Duke Margolis researchers, along with Dr. Caitlin Rivers of John Hopkins University, have released a new issue brief on how we can improve our national testing strategy for COVID.
There are a couple of main points that we make.
- Develop Smarter Testing
The current testing regime is heavy on PCR tests which require skilled medical personnel, a complex lab and time. These tests are fairly expensive and potentially too slow to influence clinical and public health decision making. However, they are very specific and precise. If a PCR tests indicates that someone has COVID, they most likely do have COVID. This is needed for diagnostic purposes. We need more screening tests. These tests need to be faster and cheaper to run. The trade-off is that we should embrace more false positives as anyone who is screened as potentially positive should isolate while they receive a far more precise (albeit slower) PCR diagnostic test to get confirmation of either a true positive or cateagorize the screening result as a false positive.
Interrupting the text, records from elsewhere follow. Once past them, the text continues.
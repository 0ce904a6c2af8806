pub mod config;
pub mod envelope;
pub mod error;
pub mod guard;
pub mod media;
pub mod openapi;
pub mod relay;
pub mod routes;
pub mod session;
pub mod upstream;

// Re-export commonly used items for tests / external users
pub use config::ProxyConfig;
pub use routes::AppState;
pub use upstream::{BackendClient, UpstreamRequest};
use serde::Serialize;
use serde_json::Value;
use utoipa::ToSchema;

use crate::config::ProxyConfig;

/// Canonical form of a media reference after resolution. The backend returns
/// file attachments in several shapes depending on API version; every form
/// in the dashboard consumes this one.
#[derive(Debug, Clone, PartialEq, Serialize, ToSchema)]
#[serde(rename_all = "camelCase")]
pub struct ResolvedMedia {
    pub file_id: Option<i64>,
    pub preview_url: Option<String>,
}

/// Numeric coercion accepting both JSON numbers and numeric strings.
/// Non-finite and non-numeric inputs count as absent.
pub fn as_number(value: &Value) -> Option<i64> {
    match value {
        Value::Number(n) => n
            .as_i64()
            .or_else(|| n.as_f64().filter(|f| f.is_finite()).map(|f| f as i64)),
        Value::String(s) => {
            let trimmed = s.trim();
            if trimmed.is_empty() {
                return None;
            }
            trimmed.parse::<i64>().ok().or_else(|| {
                trimmed
                    .parse::<f64>()
                    .ok()
                    .filter(|f| f.is_finite())
                    .map(|f| f as i64)
            })
        }
        _ => None,
    }
}

/// Extract the file identifier from a heterogeneous reference. Precedence:
/// `fileId`, then `id`, then `file.id`; a candidate that fails coercion
/// falls through to the next one.
pub fn resolve_file_id(value: &Value) -> Option<i64> {
    let obj = value.as_object()?;
    let file = obj.get("file").and_then(Value::as_object);
    [
        obj.get("fileId"),
        obj.get("id"),
        file.and_then(|f| f.get("id")),
    ]
    .into_iter()
    .flatten()
    .find_map(as_number)
}

/// Extract a browser-loadable preview URL. First non-blank string among
/// `previewUrl`, `url`, `path`, `file.url`, `file.path`, joined onto the
/// backend base when storage-relative.
pub fn resolve_preview_url(value: &Value, cfg: &ProxyConfig) -> Option<String> {
    let obj = value.as_object()?;
    let file = obj.get("file").and_then(Value::as_object);
    let raw = [
        obj.get("previewUrl"),
        obj.get("url"),
        obj.get("path"),
        file.and_then(|f| f.get("url")),
        file.and_then(|f| f.get("path")),
    ]
    .into_iter()
    .flatten()
    .filter_map(Value::as_str)
    .find(|s| !s.trim().is_empty())?;
    Some(cfg.absolute_upload_url(raw))
}

pub fn resolve(value: &Value, cfg: &ProxyConfig) -> ResolvedMedia {
    ResolvedMedia {
        file_id: resolve_file_id(value),
        preview_url: resolve_preview_url(value, cfg),
    }
}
Governor DeWine (R-OH) is a good example of how this system should work on a national scale. He was screened with a high speed, low cost antigen test that returned a positive signal. This shifted our prior on the probability of him being an non-symptomatic infected individual from unlikely to possible. And that change in priors led to a high value PCR test being used.
— Dr. Tara C. Smith (@aetiology) August 7, 2020
At the same time, as he was waiting for the PCR test results to come back, he changed his behavior. He isolated himself. Some of his close contacts (his wife) also isolated themselves. If he had been infected, his actions significantly reduced the window in which he could have infected anyone else. He got the screening test because he was scheduled to meet with the President. That is not a sustainable model of national screening, but massive scaling up of cheap and accurate enough testing can break infection chains before they get started.
- Increase testing capacity
Congress should appropriate $45 billion dollars to create a national testing system that is focused on high risk populations (nursing homes, congregate living situations, schools. These tests don’t need to be single PCRs. It could be antigen or pooled PCR or a variety of other other technologies and approaches. Routine screening is plausible for locally (temporally and geographically) high risk populations for a year and a half.
- Widen the Supply Chain
Use the Defense Production Act to resolve immediate supply chain chokepoints. The Department of Health and Human Services (HHS) should publicly publish end to end supply chain analysis of all critical technologies and supplies on a regular basis. Furthermore, HHS should engage in advanced purchase arrangements and subscription deals (similar to Hep-C antivirals) to produce investment certainty.
- Tracing and Isolating
Testing is the first part of the public health response. Testing allows us to identify who needs interventions to break infection chains. Tracing and Isolating are our dominant public health interventions. $24 billion dollars should be provided to fund the costs of sufficient contact tracers to smother outbreaks before they start, pay for hotel rooms for people who need to be isolated but can not be safely isolated at home, and provide some, limited, wage/income support for individuals who need to be isolated but don’t have the ability to take sick time from work.
HHS should publish standardized and appropriately stratified reporting on key testing, and isolating indicators at the minimum state level if not county level. This will allow for more granular epidemic responses by public health authorities.
Clear, concise and consistent communication by trusted messengers is key. We need to know current testing status, turn around times for results, and contact tracing capacity at local, state and national levels.